KindleUnpack (MobiUnpack): Extracts text, images and metadata from Kindle/Mobi files - Page 19

DiapDealer · 01-18-2012, 09:00 AM

Quote:

Originally Posted by whoqwerty

Hello I am getting an error on line 886 in <module> sys.exit<main<>> and
line 886 main, in main, infile, outdir = argv[1:]
value errr"too many values to unpack"

I saw in another thread that you may be trying to unpack a print replica book (azw4). Is that the file that's generating this error? I don't know for sure, but we may have temporarily broken the azw4 support in this script with the latest version. Give the previous version a try if you just want to retrieve a PDF from an azw4 file. That version can be found in post #5 in this thread.

EDIT: Nope. I was wrong. The latest experimental version should work for Print Replica books. Just make sure you have the command line right:

Code:

python mobi_unpack.py filename.azw4 output/

"output" being the name of the folder where you want mobi_unpack to dump all its output.

Neonical · 01-19-2012, 02:02 AM

Quote:

Originally Posted by DiapDealer

I saw in another thread that you may be trying to unpack a print replica book (azw4). Is that the file that's generating this error? I don't know for sure, but we may have temporarily broken the azw4 support in this script with the latest version. Give the previous version a try if you just want to retrieve a PDF from an azw4 file. That version can be found in post #5 in this thread.

EDIT: Nope. I was wrong. The latest experimental version should work for Print Replica books. Just make sure you have the command line right:

Code:

python mobi_unpack.py filename.azw4 output/

"output" being the name of the folder where you want mobi_unpack to dump all its output.

I'm sorry I'm still completely new to this whole process, and I know this is a dumb question.

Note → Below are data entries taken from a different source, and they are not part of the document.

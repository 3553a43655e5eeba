//! PriceSeries — the time-indexed table a broker steps through.

use chrono::NaiveDateTime;
use serde::Serialize;

use crate::error::SeriesError;

/// Name of the column every series must carry (matched case-insensitively).
pub const CLOSE_COLUMN: &str = "Close";

/// Timestamp-indexed numeric table, stored row-major.
///
/// Each row holds one value per column. The broker treats the series as
/// read-only for the lifetime of a simulation; replicas for parallel runs
/// are produced with [`PriceSeries::slice`].
#[derive(Debug, Clone, PartialEq, Serialize)]
pub struct PriceSeries {
    index: Vec<NaiveDateTime>,
    columns: Vec<String>,
    values: Vec<f64>,
    close_col: usize,
}

impl PriceSeries {
    /// Build a series from timestamps, column names and one row per timestamp.
    pub fn new(
        index: Vec<NaiveDateTime>,
        columns: Vec<String>,
        rows: Vec<Vec<f64>>,
    ) -> Result<Self, SeriesError> {
        if index.is_empty() {
            return Err(SeriesError::Empty);
        }
        if index.len() != rows.len() {
            return Err(SeriesError::IndexLength {
                index: index.len(),
                rows: rows.len(),
            });
        }
        let close_col = columns
            .iter()
            .position(|c| c.eq_ignore_ascii_case(CLOSE_COLUMN))
            .ok_or(SeriesError::MissingClose)?;

        if let Some(w) = index.windows(2).position(|w| w[0] >= w[1]) {
            return Err(SeriesError::NotIncreasing { row: w + 1 });
        }

        let width = columns.len();
        let mut values = Vec::with_capacity(width * rows.len());
        for (row, r) in rows.into_iter().enumerate() {
            if r.len() != width {
                return Err(SeriesError::RowWidth {
                    row,
                    expected: width,
                    found: r.len(),
                });
            }
            if !r[close_col].is_finite() {
                return Err(SeriesError::NonFiniteClose {
                    row,
                    column: columns[close_col].clone(),
                });
            }
            values.extend(r);
        }

        Ok(Self {
            index,
            columns,
            values,
            close_col,
        })
    }

    pub fn len(&self) -> usize {
        self.index.len()
    }

    pub fn is_empty(&self) -> bool {
        self.index.is_empty()
    }

    pub fn width(&self) -> usize {
        self.columns.len()
    }

    pub fn columns(&self) -> &[String] {
        &self.columns
    }

    pub fn index(&self) -> &[NaiveDateTime] {
        &self.index
    }

    /// Position of a column by name (case-insensitive).
    pub fn column_index(&self, name: &str) -> Option<usize> {
        self.columns.iter().position(|c| c.eq_ignore_ascii_case(name))
    }

    /// Numeric values of row `i`. Panics if `i` is out of range.
    pub fn row(&self, i: usize) -> &[f64] {
        let w = self.width();
        &self.values[i * w..(i + 1) * w]
    }

    /// Position of the Close column within each row.
    pub fn close_column(&self) -> usize {
        self.close_col
    }

    pub fn close(&self, i: usize) -> f64 {
        self.row(i)[self.close_col]
    }

    pub fn timestamp(&self, i: usize) -> NaiveDateTime {
        self.index[i]
    }

    /// All close prices in order.
    pub fn closes(&self) -> Vec<f64> {
        (0..self.len()).map(|i| self.close(i)).collect()
    }

    /// Read-only view of rows `[start, end)`.
    pub fn candles(&self, start: usize, end: usize) -> Result<Candles<'_>, SeriesError> {
        if start > end || end > self.len() {
            return Err(SeriesError::Range {
                start,
                end,
                len: self.len(),
            });
        }
        let w = self.width();
        Ok(Candles {
            values: &self.values[start * w..end * w],
            width: w,
        })
    }

    /// Owned copy of rows `[start, end)`, used to hand each fold its own replica.
    pub fn slice(&self, start: usize, end: usize) -> Result<Self, SeriesError> {
        if start >= end || end > self.len() {
            return Err(SeriesError::Range {
                start,
                end,
                len: self.len(),
            });
        }
        let w = self.width();
        Ok(Self {
            index: self.index[start..end].to_vec(),
            columns: self.columns.clone(),
            values: self.values[start * w..end * w].to_vec(),
            close_col: self.close_col,
        })
    }
}

/// Borrowed row-major window over a [`PriceSeries`].
#[derive(Debug, Clone, Copy)]
pub struct Candles<'a> {
    values: &'a [f64],
    width: usize,
}

impl<'a> Candles<'a> {
    pub fn len(&self) -> usize {
        if self.width == 0 {
            0
        } else {
            self.values.len() / self.width
        }
    }

    pub fn is_empty(&self) -> bool {
        self.values.is_empty()
    }

    pub fn width(&self) -> usize {
        self.width
    }

    /// The flat row-major values.
    pub fn as_slice(&self) -> &'a [f64] {
        self.values
    }

    pub fn rows(&self) -> impl Iterator<Item = &'a [f64]> + 'a {
        self.values.chunks_exact(self.width.max(1))
    }

    /// Values of one column across the window.
    pub fn column(&self, col: usize) -> Vec<f64> {
        self.rows().map(|r| r[col]).collect()
    }
}

#[cfg(test)]
mod tests {
    use super::*;
    use chrono::NaiveDate;

    fn ts(day: u32) -> NaiveDateTime {
        NaiveDate::from_ymd_opt(2024, 1, day)
            .unwrap()
            .and_hms_opt(0, 0, 0)
            .unwrap()
    }

    fn sample() -> PriceSeries {
        PriceSeries::new(
            vec![ts(1), ts(2), ts(3)],
            vec!["Open".into(), "close".into()],
            vec![vec![99.0, 100.0], vec![100.0, 101.0], vec![101.0, 102.0]],
        )
        .unwrap()
    }

    #[test]
    fn close_column_is_case_insensitive() {
        let s = sample();
        assert_eq!(s.close(1), 101.0);
        assert_eq!(s.column_index("CLOSE"), Some(1));
        assert_eq!(s.close_column(), 1);
    }

    #[test]
    fn candles_view_is_row_major() {
        let s = sample();
        let c = s.candles(1, 3).unwrap();
        assert_eq!(c.len(), 2);
        assert_eq!(c.as_slice(), &[100.0, 101.0, 101.0, 102.0]);
        assert_eq!(c.column(1), vec![101.0, 102.0]);
    }

    #[test]
    fn empty_candle_range_is_allowed() {
        let s = sample();
        assert!(s.candles(2, 2).unwrap().is_empty());
    }

    #[test]
    fn candles_out_of_range_rejected() {
        let s = sample();
        assert!(matches!(s.candles(0, 4), Err(SeriesError::Range { .. })));
        assert!(matches!(s.candles(2, 1), Err(SeriesError::Range { .. })));
    }

    #[test]
    fn missing_close_rejected() {
        let err = PriceSeries::new(vec![ts(1)], vec!["Open".into()], vec![vec![1.0]]);
        assert!(matches!(err, Err(SeriesError::MissingClose)));
    }

    #[test]
    fn unsorted_index_rejected() {
        let err = PriceSeries::new(
            vec![ts(2), ts(1)],
            vec!["Close".into()],
            vec![vec![1.0], vec![2.0]],
        );
        assert!(matches!(err, Err(SeriesError::NotIncreasing { row: 1 })));
    }

    #[test]
    fn non_finite_close_rejected() {
        let err = PriceSeries::new(
            vec![ts(1), ts(2), ts(3)],
            vec!["Open".into(), "close".into()],
            vec![vec![1.0, 1.0], vec![f64::NAN, 2.0], vec![3.0, f64::NAN]],
        );
        assert_eq!(
            err,
            Err(SeriesError::NonFiniteClose {
                row: 2,
                column: "close".into()
            })
        );

        // Gaps outside the Close column are kept.
        let s = PriceSeries::new(
            vec![ts(1), ts(2)],
            vec!["Open".into(), "Close".into()],
            vec![vec![f64::NAN, 1.0], vec![2.0, 2.0]],
        )
        .unwrap();
        assert!(s.row(0)[0].is_nan());
        assert!(PriceSeries::new(vec![ts(1)], vec!["Close".into()], vec![vec![f64::INFINITY]]).is_err());
    }

    #[test]
    fn ragged_rows_rejected() {
        let err = PriceSeries::new(
            vec![ts(1), ts(2)],
            vec!["Open".into(), "Close".into()],
            vec![vec![1.0, 2.0], vec![3.0]],
        );
        assert!(matches!(err, Err(SeriesError::RowWidth { row: 1, .. })));
    }

    #[test]
    fn slice_keeps_close_column() {
        let s = sample().slice(1, 3).unwrap();
        assert_eq!(s.len(), 2);
        assert_eq!(s.close(0), 101.0);
        assert_eq!(s.timestamp(0), ts(2));
    }
}
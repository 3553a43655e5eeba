//! Account-level values derived from broker state.

use serde::{Deserialize, Serialize};

use crate::domain::TradeRecord;

/// Apply a proportional fee against the trader: buys fill higher, sells lower.
///
/// The sign of `size` picks the direction; a zero size is treated as a buy.
pub fn fee_adjusted(size: f64, price: f64, fee: f64) -> f64 {
    price * (1.0 + fee.copysign(size))
}

/// Compact account observation for a decision-making agent.
#[derive(Debug, Clone, Copy, PartialEq, Serialize, Deserialize)]
pub struct AccountState {
    /// Free assets exceed the fee-inclusive price of one more unit.
    pub affordable: bool,
    /// Directional return of the open position (0 when flat).
    pub pnl_pct: f64,
}

impl AccountState {
    /// `[affordable as 0/1, pnl_pct]`, for agents that want a flat vector.
    pub fn as_array(&self) -> [f64; 2] {
        [if self.affordable { 1.0 } else { 0.0 }, self.pnl_pct]
    }
}

/// What a call to `new_order` did.
#[derive(Debug, Clone, PartialEq)]
pub enum OrderOutcome {
    /// Size was zero.
    Ignored,
    Opened { size: f64, entry_price: f64 },
    Closed(TradeRecord),
}

#[cfg(test)]
mod tests {
    use super::*;

    #[test]
    fn fee_works_against_the_trader() {
        assert!((fee_adjusted(10.0, 100.0, 0.001) - 100.1).abs() < 1e-12);
        assert!((fee_adjusted(-10.0, 100.0, 0.001) - 99.9).abs() < 1e-12);
        assert_eq!(fee_adjusted(5.0, 100.0, 0.0), 100.0);
    }

    #[test]
    fn account_state_array_layout() {
        let s = AccountState {
            affordable: true,
            pnl_pct: -0.25,
        };
        assert_eq!(s.as_array(), [1.0, -0.25]);
    }
}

I've installed ActivePython 2.7.2 64 bit link directed on this threat
I have downloaded your latest zip mobi_unpack_updated4.zip
I don't know what to do next with the things I have. IM just confused, this is all new to me.
I've tried to fish through all the pages of this threat but its not much help to me.

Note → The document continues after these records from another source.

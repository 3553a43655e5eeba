//! Blocked cross-validation over time-ordered data.
//!
//! Splits the series into `n_splits` contiguous, non-overlapping blocks. Each
//! block is divided into a train head and an eval tail, so no fold ever sees
//! data from another fold and eval rows always come after train rows.
//!
//! Every fold segment gets its own `Broker` over its own slice of the series;
//! segments run in parallel with rayon and share nothing.

use rayon::prelude::*;
use serde::{Deserialize, Serialize};
use thiserror::Error;
use tracing::{info, warn};
use tradesim_core::{Broker, BrokerError, PriceSeries};

use crate::config::BrokerConfig;
use crate::episode::{run_episode, EpisodeConfig, EpisodeError, EpisodeResult};
use crate::metrics::PerformanceMetrics;
use crate::policy::{PolicyConfig, PolicyError};

// ─── Configuration ───────────────────────────────────────────────────

#[derive(Debug, Clone, PartialEq, Serialize, Deserialize)]
#[serde(default)]
pub struct CrossValidationConfig {
    /// Number of blocks (default 5).
    pub n_splits: usize,
    /// Fraction of each block used for training, in (0, 1).
    pub train_fraction: f64,
    /// Minimum rows per block.
    pub min_fold_rows: usize,
}

impl Default for CrossValidationConfig {
    fn default() -> Self {
        Self {
            n_splits: 5,
            train_fraction: 0.8,
            min_fold_rows: 50,
        }
    }
}

// ─── Result types ────────────────────────────────────────────────────

/// Row ranges of one fold. All ranges are `[start, end)`.
#[derive(Debug, Clone, Copy, PartialEq, Eq, Serialize, Deserialize)]
pub struct FoldSpec {
    pub fold_index: usize,
    pub train_start: usize,
    pub train_end: usize,
    pub eval_start: usize,
    pub eval_end: usize,
}

#[derive(Debug, Clone, Serialize, Deserialize)]
pub struct FoldResult {
    pub spec: FoldSpec,
    pub train: EpisodeResult,
    pub eval: EpisodeResult,
}

#[derive(Debug, Clone, Serialize, Deserialize)]
pub struct CrossValidationResult {
    pub folds: Vec<FoldResult>,
    pub mean_train: PerformanceMetrics,
    pub mean_eval: PerformanceMetrics,
}

#[derive(Debug, Error)]
pub enum CrossValidationError {
    #[error("invalid cross-validation config: {0}")]
    InvalidConfig(String),

    #[error("insufficient data: {total_rows} rows cannot hold {n_splits} folds of at least {min_rows} rows")]
    InsufficientData {
        total_rows: usize,
        n_splits: usize,
        min_rows: usize,
    },

    #[error("fold {fold} ({segment}): {source}")]
    Episode {
        fold: usize,
        segment: &'static str,
        #[source]
        source: EpisodeError,
    },

    #[error(transparent)]
    Policy(#[from] PolicyError),

    #[error(transparent)]
    Broker(#[from] BrokerError),
}

// ─── Fold creation ───────────────────────────────────────────────────

/// Create blocked folds over `total_rows`.
///
/// Blocks have `total_rows / n_splits` rows; the last block absorbs the
/// remainder. Train takes `floor(block_len * train_fraction)` rows of each
/// block and eval the rest.
pub fn create_blocked_folds(
    total_rows: usize,
    config: &CrossValidationConfig,
) -> Result<Vec<FoldSpec>, CrossValidationError> {
    let n = config.n_splits;
    if n == 0 {
        return Err(CrossValidationError::InvalidConfig(
            "n_splits must be at least 1".into(),
        ));
    }
    if !(config.train_fraction > 0.0 && config.train_fraction < 1.0) {
        return Err(CrossValidationError::InvalidConfig(format!(
            "train_fraction must be in (0, 1), got {}",
            config.train_fraction
        )));
    }

    let insufficient = || CrossValidationError::InsufficientData {
        total_rows,
        n_splits: n,
        min_rows: config.min_fold_rows.max(2),
    };

    let block = total_rows / n;
    if block < config.min_fold_rows.max(2) {
        return Err(insufficient());
    }

    let mut folds = Vec::with_capacity(n);
    for i in 0..n {
        let start = i * block;
        let end = if i + 1 == n { total_rows } else { start + block };
        let len = end - start;
        let train_len = (len as f64 * config.train_fraction).floor() as usize;
        if train_len == 0 || train_len == len {
            return Err(insufficient());
        }
        folds.push(FoldSpec {
            fold_index: i,
            train_start: start,
            train_end: start + train_len,
            eval_start: start + train_len,
            eval_end: end,
        });
    }
    Ok(folds)
}

// ─── Orchestration ───────────────────────────────────────────────────

#[allow(clippy::too_many_arguments)]
fn run_segment(
    series: &PriceSeries,
    start: usize,
    end: usize,
    fold: usize,
    segment: &'static str,
    broker_cfg: &BrokerConfig,
    episode_cfg: &EpisodeConfig,
    policy_cfg: &PolicyConfig,
) -> Result<EpisodeResult, CrossValidationError> {
    let data = series.slice(start, end).map_err(BrokerError::from)?;
    let mut broker = Broker::new(data, broker_cfg.initial_assets, broker_cfg.fee)?;
    let mut policy = policy_cfg.build_for(fold, segment)?;
    run_episode(&mut broker, policy.as_mut(), episode_cfg).map_err(|source| {
        CrossValidationError::Episode {
            fold,
            segment,
            source,
        }
    })
}

/// Run train and eval episodes for every fold and average their metrics.
pub fn run_cross_validation(
    series: &PriceSeries,
    broker_cfg: &BrokerConfig,
    episode_cfg: &EpisodeConfig,
    policy_cfg: &PolicyConfig,
    cv_cfg: &CrossValidationConfig,
) -> Result<CrossValidationResult, CrossValidationError> {
    let specs = create_blocked_folds(series.len(), cv_cfg)?;
    for spec in &specs {
        if spec.eval_end - spec.eval_start <= episode_cfg.window_size {
            warn!(
                fold = spec.fold_index,
                window_size = episode_cfg.window_size,
                "eval segment is not longer than the observation window; the policy will never act"
            );
        }
    }

    let folds = specs
        .par_iter()
        .map(|spec| {
            let run = |start, end, segment| {
                run_segment(
                    series,
                    start,
                    end,
                    spec.fold_index,
                    segment,
                    broker_cfg,
                    episode_cfg,
                    policy_cfg,
                )
            };
            let train = run(spec.train_start, spec.train_end, "train")?;
            let eval = run(spec.eval_start, spec.eval_end, "eval")?;
            Ok(FoldResult {
                spec: *spec,
                train,
                eval,
            })
        })
        .collect::<Result<Vec<_>, CrossValidationError>>()?;

    let mut mean_train = PerformanceMetrics::default();
    let mut mean_eval = PerformanceMetrics::default();
    for (n, fold) in folds.iter().enumerate() {
        mean_train = mean_train.running_mean(n, &fold.train.metrics);
        mean_eval = mean_eval.running_mean(n, &fold.eval.metrics);
    }

    info!(
        folds = folds.len(),
        mean_train_return = mean_train.total_return,
        mean_eval_return = mean_eval.total_return,
        "cross-validation finished"
    );

    Ok(CrossValidationResult {
        folds,
        mean_train,
        mean_eval,
    })
}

Can you please explain to me what it is I need to do exactly. Hopefully I've understood atleast a little in knowing this is how to convert my azw4 file.

Thank you

nickredding · 01-27-2012, 03:17 AM

Following the discussion in the thread Generating mobi and KF8 parts of Kindle file from separate sources I have updated mobi_unpack to (a) create mobi7-only and mobi8-only variants of the input file in the case where it is a combo mobi7/mobi8 file and (b) properly handle unpacking mobi8-only files. The updated zip folder is attached.

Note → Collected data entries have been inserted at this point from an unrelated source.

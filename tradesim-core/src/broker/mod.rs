//! Broker — cash, the single position, the price cursor and the trade ledger.
//!
//! All derived quantities (equity, free assets, account state) are computed
//! on demand from four pieces of state: `assets`, `position`, `current_step`
//! and `closed_trades`. `assets` only changes when a position closes, by
//! exactly the PnL realized at that step.

pub mod account;

use chrono::NaiveDateTime;
use tracing::debug;

use crate::domain::{Candles, Position, PriceSeries, TradeRecord};
use crate::error::BrokerError;

pub use account::{fee_adjusted, AccountState, OrderOutcome};

/// Single-asset, single-position simulated broker.
#[derive(Debug, Clone)]
pub struct Broker {
    data: PriceSeries,
    current_step: usize,
    initial_assets: f64,
    assets: f64,
    fee: f64,
    position: Position,
    closed_trades: Vec<TradeRecord>,
}

impl Broker {
    pub fn new(data: PriceSeries, assets: f64, fee: f64) -> Result<Self, BrokerError> {
        if !fee.is_finite() || fee < 0.0 {
            return Err(BrokerError::InvalidFee(fee));
        }
        if !assets.is_finite() {
            return Err(BrokerError::InvalidAssets(assets));
        }
        Ok(Self {
            data,
            current_step: 0,
            initial_assets: assets,
            assets,
            fee,
            position: Position::flat(),
            closed_trades: Vec::new(),
        })
    }

    // ── Order processing ──

    /// Open from flat, or close with an exactly offsetting size.
    ///
    /// A zero size is a no-op. Partial closes and reversals are rejected
    /// without touching any state.
    pub fn new_order(&mut self, size: f64, limit_price: f64) -> Result<OrderOutcome, BrokerError> {
        if size == 0.0 {
            return Ok(OrderOutcome::Ignored);
        }
        if self.position.is_flat() {
            let entry_price = self.adjusted_price(size, limit_price);
            let entry_time = self.current_datetime();
            self.position.open(size, entry_price, entry_time)?;
            debug!(
                step = self.current_step,
                size,
                entry_price,
                "opened position"
            );
            return Ok(OrderOutcome::Opened { size, entry_price });
        }

        let held = self.position.size();
        if size != -held {
            return Err(BrokerError::NonOffsettingOrder {
                held,
                requested: size,
            });
        }
        self.close_position().map(OrderOutcome::Closed)
    }

    /// Realize the open position at the current step.
    ///
    /// Credits the PnL to `assets` and appends the trade to the ledger in one
    /// step. Fails if the position is flat.
    pub fn close_position(&mut self) -> Result<TradeRecord, BrokerError> {
        let exit_price = self.current_price();
        let exit_time = self.current_datetime();
        let trade = self.position.close(exit_price, exit_time)?;
        self.assets += trade.pnl;
        debug!(
            step = self.current_step,
            size = trade.size,
            exit_price,
            pnl = trade.pnl,
            assets = self.assets,
            "closed position"
        );
        self.closed_trades.push(trade.clone());
        Ok(trade)
    }

    /// Fee-inclusive quote for `size` at `price`; does not touch state.
    pub fn adjusted_price(&self, size: f64, price: f64) -> f64 {
        fee_adjusted(size, price, self.fee)
    }

    // ── Cursor ──

    pub fn current_step(&self) -> usize {
        self.current_step
    }

    pub fn set_step(&mut self, step: usize) -> Result<(), BrokerError> {
        if step >= self.data.len() {
            return Err(BrokerError::StepOutOfRange {
                step,
                len: self.data.len(),
            });
        }
        self.current_step = step;
        Ok(())
    }

    /// Move to the next row. Returns `false` (and stays put) on the last row.
    pub fn advance(&mut self) -> bool {
        if self.current_step + 1 < self.data.len() {
            self.current_step += 1;
            true
        } else {
            false
        }
    }

    pub fn is_last_step(&self) -> bool {
        self.current_step + 1 == self.data.len()
    }

    /// Back to the construction state: step 0, initial assets, flat, empty ledger.
    pub fn reset(&mut self) {
        self.current_step = 0;
        self.assets = self.initial_assets;
        self.position = Position::flat();
        self.closed_trades.clear();
    }

    // ── Market data ──

    pub fn data(&self) -> &PriceSeries {
        &self.data
    }

    /// Raw rows `[start, end)`.
    pub fn get_candles(&self, start: usize, end: usize) -> Result<Candles<'_>, BrokerError> {
        Ok(self.data.candles(start, end)?)
    }

    pub fn latest_candle(&self) -> &[f64] {
        self.data.row(self.current_step)
    }

    pub fn current_price(&self) -> f64 {
        self.data.close(self.current_step)
    }

    pub fn current_datetime(&self) -> NaiveDateTime {
        self.data.timestamp(self.current_step)
    }

    // ── Account ──

    pub fn fee(&self) -> f64 {
        self.fee
    }

    pub fn initial_assets(&self) -> f64 {
        self.initial_assets
    }

    /// Realized cash.
    pub fn assets(&self) -> f64 {
        self.assets
    }

    pub fn position(&self) -> &Position {
        &self.position
    }

    pub fn closed_trades(&self) -> &[TradeRecord] {
        &self.closed_trades
    }

    /// Unrealized PnL of the open position at the current price.
    pub fn profit_or_loss(&self) -> f64 {
        self.position.profit_or_loss(self.current_price())
    }

    pub fn profit_or_loss_pct(&self) -> f64 {
        self.position.profit_or_loss_pct(self.current_price())
    }

    /// Realized cash plus mark-to-market of the open position.
    pub fn equity(&self) -> f64 {
        self.assets + self.profit_or_loss()
    }

    /// Equity left after reserving the full notional of the open position.
    /// Never negative.
    pub fn free_assets(&self) -> f64 {
        let used_assets = self.position.size().abs() * self.current_price();
        (self.equity() - used_assets).max(0.0)
    }

    pub fn account_state(&self) -> AccountState {
        let price = self.current_price();
        AccountState {
            affordable: self.free_assets() > price * (1.0 + self.fee),
            pnl_pct: self.profit_or_loss_pct(),
        }
    }
}

#[cfg(test)]
mod tests {
    use super::*;
    use chrono::NaiveDate;

    fn series(closes: &[f64]) -> PriceSeries {
        let base = NaiveDate::from_ymd_opt(2024, 1, 1)
            .unwrap()
            .and_hms_opt(0, 0, 0)
            .unwrap();
        PriceSeries::new(
            (0..closes.len())
                .map(|i| base + chrono::Duration::days(i as i64))
                .collect(),
            vec!["Close".into()],
            closes.iter().map(|c| vec![*c]).collect(),
        )
        .unwrap()
    }

    fn broker(closes: &[f64]) -> Broker {
        Broker::new(series(closes), 1000.0, 0.001).unwrap()
    }

    #[test]
    fn zero_size_is_ignored() {
        let mut b = broker(&[100.0]);
        assert_eq!(b.new_order(0.0, 100.0).unwrap(), OrderOutcome::Ignored);
        assert!(b.position().is_flat());
    }

    #[test]
    fn open_sets_fee_adjusted_entry_and_time() {
        let mut b = broker(&[100.0, 101.0]);
        b.set_step(1).unwrap();
        b.new_order(-2.0, 101.0).unwrap();
        let p = b.position();
        assert_eq!(p.size(), -2.0);
        assert!((p.entry_price().unwrap() - 101.0 * 0.999).abs() < 1e-12);
        assert_eq!(p.entry_time(), Some(b.current_datetime()));
        assert_eq!(b.assets(), 1000.0);
    }

    #[test]
    fn non_offsetting_order_leaves_state_untouched() {
        let mut b = broker(&[100.0, 105.0]);
        b.new_order(5.0, 100.0).unwrap();
        b.advance();
        let err = b.new_order(3.0, 105.0).unwrap_err();
        assert_eq!(
            err,
            BrokerError::NonOffsettingOrder {
                held: 5.0,
                requested: 3.0
            }
        );
        assert_eq!(b.position().size(), 5.0);
        assert_eq!(b.assets(), 1000.0);
        assert!(b.closed_trades().is_empty());

        // Reversal in one call is also rejected.
        assert!(b.new_order(-10.0, 105.0).is_err());
    }

    #[test]
    fn close_while_flat_fails() {
        let mut b = broker(&[100.0]);
        assert_eq!(b.close_position(), Err(BrokerError::PositionFlat));
        assert_eq!(b.assets(), 1000.0);
    }

    #[test]
    fn step_bounds_are_checked() {
        let mut b = broker(&[1.0, 2.0]);
        assert_eq!(
            b.set_step(2),
            Err(BrokerError::StepOutOfRange { step: 2, len: 2 })
        );
        assert!(b.advance());
        assert!(b.is_last_step());
        assert!(!b.advance());
        assert_eq!(b.current_step(), 1);
    }

    #[test]
    fn free_assets_floors_at_zero() {
        let mut b = Broker::new(series(&[100.0, 10.0]), 1000.0, 0.0).unwrap();
        b.new_order(-10.0, 100.0).unwrap();
        b.set_step(1).unwrap();
        // Short from 100 to 10: equity 1900, notional 100.
        assert_eq!(b.free_assets(), 1800.0);

        let mut b = Broker::new(series(&[100.0, 300.0]), 1000.0, 0.0).unwrap();
        b.new_order(-10.0, 100.0).unwrap();
        b.set_step(1).unwrap();
        // Equity -1000, notional 3000.
        assert_eq!(b.equity(), -1000.0);
        assert_eq!(b.free_assets(), 0.0);
    }

    #[test]
    fn account_state_flags_affordability() {
        let mut b = Broker::new(series(&[100.0]), 100.0, 0.001).unwrap();
        assert!(!b.account_state().affordable);
        b = Broker::new(series(&[100.0]), 100.2, 0.001).unwrap();
        let s = b.account_state();
        assert!(s.affordable);
        assert_eq!(s.pnl_pct, 0.0);
    }

    #[test]
    fn get_candles_range() {
        let b = broker(&[1.0, 2.0, 3.0]);
        assert_eq!(b.get_candles(0, 2).unwrap().as_slice(), &[1.0, 2.0]);
        assert!(matches!(
            b.get_candles(1, 5),
            Err(BrokerError::Series(_))
        ));
    }

    #[test]
    fn reset_restores_initial_state() {
        let mut b = broker(&[100.0, 110.0]);
        b.new_order(1.0, 100.0).unwrap();
        b.advance();
        b.new_order(-1.0, 110.0).unwrap();
        b.reset();
        assert_eq!(b.current_step(), 0);
        assert_eq!(b.assets(), 1000.0);
        assert!(b.position().is_flat());
        assert!(b.closed_trades().is_empty());
    }

    #[test]
    fn invalid_construction_rejected() {
        assert_eq!(
            Broker::new(series(&[1.0]), 10.0, -0.1).unwrap_err(),
            BrokerError::InvalidFee(-0.1)
        );
        assert!(matches!(
            Broker::new(series(&[1.0]), f64::NAN, 0.0),
            Err(BrokerError::InvalidAssets(_))
        ));
    }
}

I've tested with the kindle previewer and my Fire. The only wrinkle I've seen is if I try to open the mobi7-only file in the previewer with device=Fire it chokes. This doesn't happen if I open the mobi7-only file on my actual Fire. The previewer also works properly with the mobi7-only file if I set device=Kindle. This may be an issue with the zero-length RESC and FONT records in the mobi7-only files, who knows. I'm leaving that issue open because I don't think it's important and might actually reflect a bug in the previewer. Incidentally I don't have my Kindle3 with me so I haven't checked the mobi7-only files on it.

KevinH · 01-27-2012, 12:16 PM

Hi Nick,

I am integrating your changes into my own version of mobi_unpack_update5 (a few minor updates to what DiapDealer had posted to increase robustness when no css is provided, no ncx exists, etc) and I can't figure out the following.

In your split version you use as mobi header offsets:

first_content_index = 192 (or 0xc0 hex)
last_content_index = 194 (or 0xc2 hex)

You never access first_content_index but you do access last_content_index via >H to find the lastimage as follows:

lastimage = getint(datain_rec0,last_content_index,'H')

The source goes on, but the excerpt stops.